Ещё одной победой Всеволода Меркулова стало то, что пьеса «Инженер Сергеев», автором которой считался некий Всеволод Рокк (то есть как бы сам нарком госбезопасности), заинтересовала многие советские театры. На неё обратили внимание даже в московском Малом театре. Ставить спектакль поручили режиссёру Константину Александровичу Зубову. И он, видимо, решил главную роль в пьесе, автором которой был шеф НКГБ, доверить артисту Семёну Борисовичу Межинскому, фамилия которого была очень похожа на фамилию одного из предшественников Меркулова – председателя ОГПУ СССР Вячеслава Рудольфовича Менжинского.
В репетициях, начавшихся в Малом театре, принимал участие и студент ГЦепкинского училища Геннадий Сергеев, однофамилец главного героя спектакля. Впоследствии он вспоминал:
«Меркулов приходил на репетиции. Сидел он рядом с Зубовым. Ничем не выделялся, не шумел, замечаний не делал. Когда репетировали сцены, где студенты не были заняты, мы сидели в партере недалеко от них. Было слышно, что Меркулов всё время спрашивает Зубова: а как лучше сделать то или это? Пьесу-mo переделывали на ходу. Было видно, что драматург не знает, что такое сцена и сценичность, что диалоги, например, нельзя растягивать до бесконечности – зритель перестанет слушать. Вот Зубов и сокращал всё это многословие.
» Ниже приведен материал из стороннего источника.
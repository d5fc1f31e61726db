//! Prelude module for convenient imports
//!
//! This module re-exports the most commonly used types from the crate.
//! Users can import everything they need with:
//!
//! ```
//! use aabb_rtree::prelude::*;
//! ```

pub use crate::{BBox, Indexable, Node, RTree};
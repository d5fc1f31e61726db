//! Find boxes that intersect a query rectangle.
use aabb_rtree::prelude::*;

fn main() {
    let mut tree = RTree::new();
    tree.insert((BBox::new(0.0, 0.0, 1.0, 1.0), "a"));  // Box a
    tree.insert((BBox::new(2.0, 2.0, 3.0, 3.0), "b"));  // Box b (outside query)
    tree.insert((BBox::new(0.5, 0.5, 1.5, 1.5), "c"));  // Box c

    let results: Vec<&str> = tree
        .search(&BBox::new(0.7, 0.7, 1.3, 1.3))
        .into_iter()
        .map(|&(_, name)| name)
        .collect();
    println!("Intersecting: {:?}", results);

    // Query rectangle (0.7, 0.7, 1.3, 1.3) intersects boxes a and c, but not box b
    assert_eq!(results.len(), 2, "Expected 2 intersecting boxes");
    assert!(results.contains(&"a"), "Box a should intersect");
    assert!(results.contains(&"c"), "Box c should intersect");
    assert!(!results.contains(&"b"), "Box b should not intersect");

    assert!(tree.collides(&BBox::from_point(2.5, 2.5)), "Point lies inside box b");
}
Но всё исправить он не мог. Текст примитивный, ситуации нелепые, насквозь фальшивые. Словом, сырая пьеса бездарного автора. Она вышла хорошо и принималась очень здорово благодаря игре актёров. Ведь для такого драматурга был взят лучший состав театра. Иначе, вы понимаете, было нельзя».
В книге писателя Юлиана Семёнова «Ненаписанные романы» тоже рассказывается о той поре и о наркоме госбезопасности Всеволоде Меркулове:
«Интеллектуал, он вместе со своим соавтором (тоже ныне покойным) написал в июле 1941 года пьесу “Инженер Сергеев”; ставили в филиале Малого, гнали день и ночь; “товарищ Всеволод Рокк” – таков был его псевдоним – приезжал на репетиции вымотанный до крайности;…здесь, в театре, расслабляся, отдыхал, получал “зарядку” творчеством замечательных мастеров русской сцены; героем его пьесы был беспартийный патриот, старый русский интеллигент, начавший борьбу против нацистов; актёрам понравился образ, работали самозабвенно.
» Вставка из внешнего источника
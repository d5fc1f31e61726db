//! Bulk loading: builds a packed subtree from a whole batch by recursive
//! tiling, then merges it into the existing tree.

use std::mem;

use log::debug;

use crate::bbox::Indexable;
use crate::node::{Branch, Leaf, Node};
use crate::rtree::{Entry, RTree};
use crate::select::multi_select;

impl<T: Indexable> RTree<T> {
    /// Inserts a batch of items at once.
    ///
    /// The batch is packed into square-ish, evenly filled tiles which gives
    /// much better query locality than inserting items one by one, and is
    /// faster too. Batches smaller than [`min_entries`](Self::min_entries)
    /// are inserted one by one. Loading into a non-empty tree merges the new
    /// subtree in; this works best when the batch and the existing items
    /// cover separate areas.
    ///
    /// # Examples
    /// ```
    /// use aabb_rtree::{BBox, RTree};
    ///
    /// let boxes: Vec<BBox> = (0..100)
    ///     .map(|i| BBox::new(i as f64, 0.0, i as f64 + 0.5, 1.0))
    ///     .collect();
    ///
    /// let mut tree = RTree::new();
    /// tree.load(boxes);
    /// assert_eq!(tree.len(), 100);
    /// assert_eq!(tree.search(&BBox::new(10.2, 0.2, 12.2, 0.4)).len(), 3);
    /// ```
    pub fn load<I>(&mut self, items: I) -> &mut Self
    where
        I: IntoIterator<Item = T>,
    {
        let items: Vec<T> = items.into_iter().collect();
        if items.is_empty() {
            return self;
        }

        if items.len() < self.min_entries {
            for item in items {
                self.insert_item(item);
            }
            return self;
        }

        let count = items.len();
        let mut node = self.build(items, None);
        debug!("bulk-built {count} items into a subtree of height {}", node.height());

        if self.root.is_empty() {
            // save as is if tree is empty
            self.root = node;
        } else if self.root.height() == node.height() {
            // split root if trees have the same height
            self.split_root(node);
        } else {
            if self.root.height() < node.height() {
                // swap trees if inserted one is bigger
                mem::swap(&mut self.root, &mut node);
            }

            // insert the small tree into the large tree at appropriate level
            let level = self.root.height() - node.height() - 1;
            let bbox = *node.bbox();
            self.insert_entry(Entry::Node(node), &bbox, level);
        }

        self
    }

    /// Packs `items` into a subtree. `height` is `None` for the top call,
    /// which picks the height and the root fan-out.
    fn build(&self, mut items: Vec<T>, height: Option<usize>) -> Node<T> {
        let n = items.len();
        let mut m = self.max_entries;

        if n <= m {
            // reached leaf level; return leaf
            return Node::Leaf(Leaf::new(items));
        }

        let height = match height {
            Some(height) => height,
            None => {
                let (height, subtree_capacity) = target_height(n, m);
                // target number of root entries to maximize storage utilization
                m = n.div_ceil(subtree_capacity);
                height
            }
        };

        // split the items into m mostly square tiles
        let n2 = n.div_ceil(m);
        let n1 = n2 * ceil_sqrt(m);

        multi_select(&mut items, 0, n - 1, n1, T::compare_min_x);

        let mut children = Vec::with_capacity(m);
        let mut columns = items.into_iter();
        loop {
            let mut column: Vec<T> = columns.by_ref().take(n1).collect();
            if column.is_empty() {
                break;
            }

            let last = column.len() - 1;
            multi_select(&mut column, 0, last, n2, T::compare_min_y);

            let mut groups = column.into_iter();
            loop {
                let group: Vec<T> = groups.by_ref().take(n2).collect();
                if group.is_empty() {
                    break;
                }
                // pack each entry recursively
                children.push(self.build(group, Some(height - 1)));
            }
        }

        Node::Branch(Branch::new(children, height))
    }
}

/// Smallest height whose full tree holds `n` entries at fan-out `m`, i.e.
/// `ceil(log_m(n))`, together with the capacity of one subtree below the
/// root (`m^(height - 1)`).
fn target_height(n: usize, m: usize) -> (usize, usize) {
    let mut height = 1;
    let mut capacity = m;
    while capacity < n {
        capacity = capacity.saturating_mul(m);
        height += 1;
    }
    (height, capacity / m)
}

fn ceil_sqrt(n: usize) -> usize {
    let mut root = 1;
    while root * root < n {
        root += 1;
    }
    root
}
Мягкий и тактичный, Меркулов советы давал ненавязчиво, интересовался, какие реплики неудобны актёрам, здесь же, в зале, вносил правки золотым пером тяжёлого “Монблана”.
После возвращения в кабинет чувствовал себя помолодевшим, с арестованными, которые пытались отрицать вину, работалось легче: вид пыток не переносил, когда начинали работу “специалисты”, уходил из камеры; легче всего ему давалась эмоциональная часть, заключительная, когда изувеченного человека надо было приободрить, вдохнуть в него веру, доказать, что признание вины – долг коммуниста, патриота Родины, ведущей борьбу с кровавым агрессором…»
5 июля 1943 года в районе Курской дуги начались жесточайшие бои. 12 июля наши войска перешли в наступление.
А накануне (11 июля) «Комсомольская правда» опубликовала стихотворение Сельвинского «Россия», на которое через два дня газета «Известия» ответила сокрушительной анонимной рецензией под названием «Неразборчивая редакция»: «Илья Сельвинский сочинил стихотворение под претенциозным названием “Россия”. В 74 строках этого халтурного произведения автор нагромоздил так много вздора, что читатель только диву даётся».
Поражала какая-то фантастическая неосведомлённость автора заметки, совершенно не знавшего всего того, что было связано с предметом обсуждения. О стихотворении «Россия» он написал так, словно увидел его впервые. Хотя оно печаталось в газетах, читалось по радио и даже выдвигалось на Сталинскую премию.
С другой стороны, в разгар наступления советских войск уделять внимание какому-то «вздорному» и «халтурному» произведению мог только человек очень и очень влиятельный.
И ещё. По тону заметки чувствуется, что её автор крепко задет, кровно обижен, и поэтому спешит расквитаться. Чем же (и кого?) могло обидеть стихотворение о Родине? Было ли в «России» что-либо подобное?
Было. В тот момент советские воины шли в атаку с возгласом: «За Родину! За Сталина!» А в 74 зарифмованных строках этого имени не было. За такое неупоминание Сельвинского и били (явно по прямому указанию Сталина).